> What the task requires
Each line of the records containing "data" is to be copied out and returned.

━━━━━━━━━━━━━━━━━━━━━━━━━━━━━━

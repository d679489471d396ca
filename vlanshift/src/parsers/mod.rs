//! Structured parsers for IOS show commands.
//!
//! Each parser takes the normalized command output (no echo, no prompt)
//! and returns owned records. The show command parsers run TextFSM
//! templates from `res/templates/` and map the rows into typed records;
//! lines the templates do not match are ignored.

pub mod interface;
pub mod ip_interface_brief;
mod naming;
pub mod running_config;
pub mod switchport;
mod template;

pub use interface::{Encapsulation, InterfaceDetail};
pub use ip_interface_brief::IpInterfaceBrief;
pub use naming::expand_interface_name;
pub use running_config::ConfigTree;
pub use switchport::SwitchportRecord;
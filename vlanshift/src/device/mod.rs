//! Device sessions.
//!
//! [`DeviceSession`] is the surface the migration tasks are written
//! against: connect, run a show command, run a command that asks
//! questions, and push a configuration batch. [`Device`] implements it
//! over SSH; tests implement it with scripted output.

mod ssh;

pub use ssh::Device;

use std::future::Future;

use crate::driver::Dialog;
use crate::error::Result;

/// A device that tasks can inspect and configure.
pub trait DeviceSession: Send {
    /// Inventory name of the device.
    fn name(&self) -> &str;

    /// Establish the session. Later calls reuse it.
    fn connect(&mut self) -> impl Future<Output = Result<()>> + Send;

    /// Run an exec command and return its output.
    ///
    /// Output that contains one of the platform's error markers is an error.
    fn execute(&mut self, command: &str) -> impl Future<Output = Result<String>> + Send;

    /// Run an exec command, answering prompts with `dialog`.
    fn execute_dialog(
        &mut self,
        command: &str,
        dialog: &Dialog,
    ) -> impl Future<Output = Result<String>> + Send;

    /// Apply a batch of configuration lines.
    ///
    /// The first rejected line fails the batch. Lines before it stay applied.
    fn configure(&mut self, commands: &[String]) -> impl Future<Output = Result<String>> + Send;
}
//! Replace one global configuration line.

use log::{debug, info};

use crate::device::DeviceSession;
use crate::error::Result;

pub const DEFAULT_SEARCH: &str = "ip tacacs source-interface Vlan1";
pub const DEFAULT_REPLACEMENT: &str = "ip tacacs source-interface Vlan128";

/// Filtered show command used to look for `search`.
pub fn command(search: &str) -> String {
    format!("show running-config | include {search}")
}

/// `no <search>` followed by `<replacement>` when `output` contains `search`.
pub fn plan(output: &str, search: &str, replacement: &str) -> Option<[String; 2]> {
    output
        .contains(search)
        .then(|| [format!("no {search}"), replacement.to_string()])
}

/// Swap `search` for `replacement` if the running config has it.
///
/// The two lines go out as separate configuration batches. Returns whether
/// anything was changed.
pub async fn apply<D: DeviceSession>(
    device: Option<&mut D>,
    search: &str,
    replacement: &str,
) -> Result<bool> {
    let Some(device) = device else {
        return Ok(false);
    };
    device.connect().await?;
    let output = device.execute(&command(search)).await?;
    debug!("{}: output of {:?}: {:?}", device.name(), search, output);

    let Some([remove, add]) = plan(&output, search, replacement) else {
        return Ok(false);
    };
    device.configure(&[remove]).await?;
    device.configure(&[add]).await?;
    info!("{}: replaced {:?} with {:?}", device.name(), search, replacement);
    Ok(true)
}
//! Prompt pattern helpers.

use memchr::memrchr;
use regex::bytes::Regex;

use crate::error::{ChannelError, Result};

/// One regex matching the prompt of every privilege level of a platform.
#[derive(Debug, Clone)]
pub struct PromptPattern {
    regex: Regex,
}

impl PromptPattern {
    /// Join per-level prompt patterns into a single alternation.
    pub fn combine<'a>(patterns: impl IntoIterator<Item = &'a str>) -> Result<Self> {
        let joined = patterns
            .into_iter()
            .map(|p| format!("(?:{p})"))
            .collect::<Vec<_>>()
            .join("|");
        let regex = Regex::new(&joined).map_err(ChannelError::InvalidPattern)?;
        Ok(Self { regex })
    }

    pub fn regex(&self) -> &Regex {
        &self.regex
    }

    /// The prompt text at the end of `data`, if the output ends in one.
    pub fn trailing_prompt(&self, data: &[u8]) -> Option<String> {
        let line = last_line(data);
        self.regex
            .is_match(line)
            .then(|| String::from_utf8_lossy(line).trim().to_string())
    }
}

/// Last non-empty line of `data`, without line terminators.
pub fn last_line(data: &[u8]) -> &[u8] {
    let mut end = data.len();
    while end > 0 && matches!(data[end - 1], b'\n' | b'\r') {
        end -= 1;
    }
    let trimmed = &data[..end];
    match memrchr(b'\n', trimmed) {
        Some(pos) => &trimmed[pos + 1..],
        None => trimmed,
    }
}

━━━━━━━━━━━━━━━━━━━━━━━━━━━━━━

> Exercise output
    /// The prompt text at the end of `data`, if the output ends in one.
    pub fn trailing_prompt(&self, data: &[u8]) -> Option<String> {
        let line = last_line(data);
/// Last non-empty line of `data`, without line terminators.
pub fn last_line(data: &[u8]) -> &[u8] {
    let mut end = data.len();
    while end > 0 && matches!(data[end - 1], b'\n' | b'\r') {
    let trimmed = &data[..end];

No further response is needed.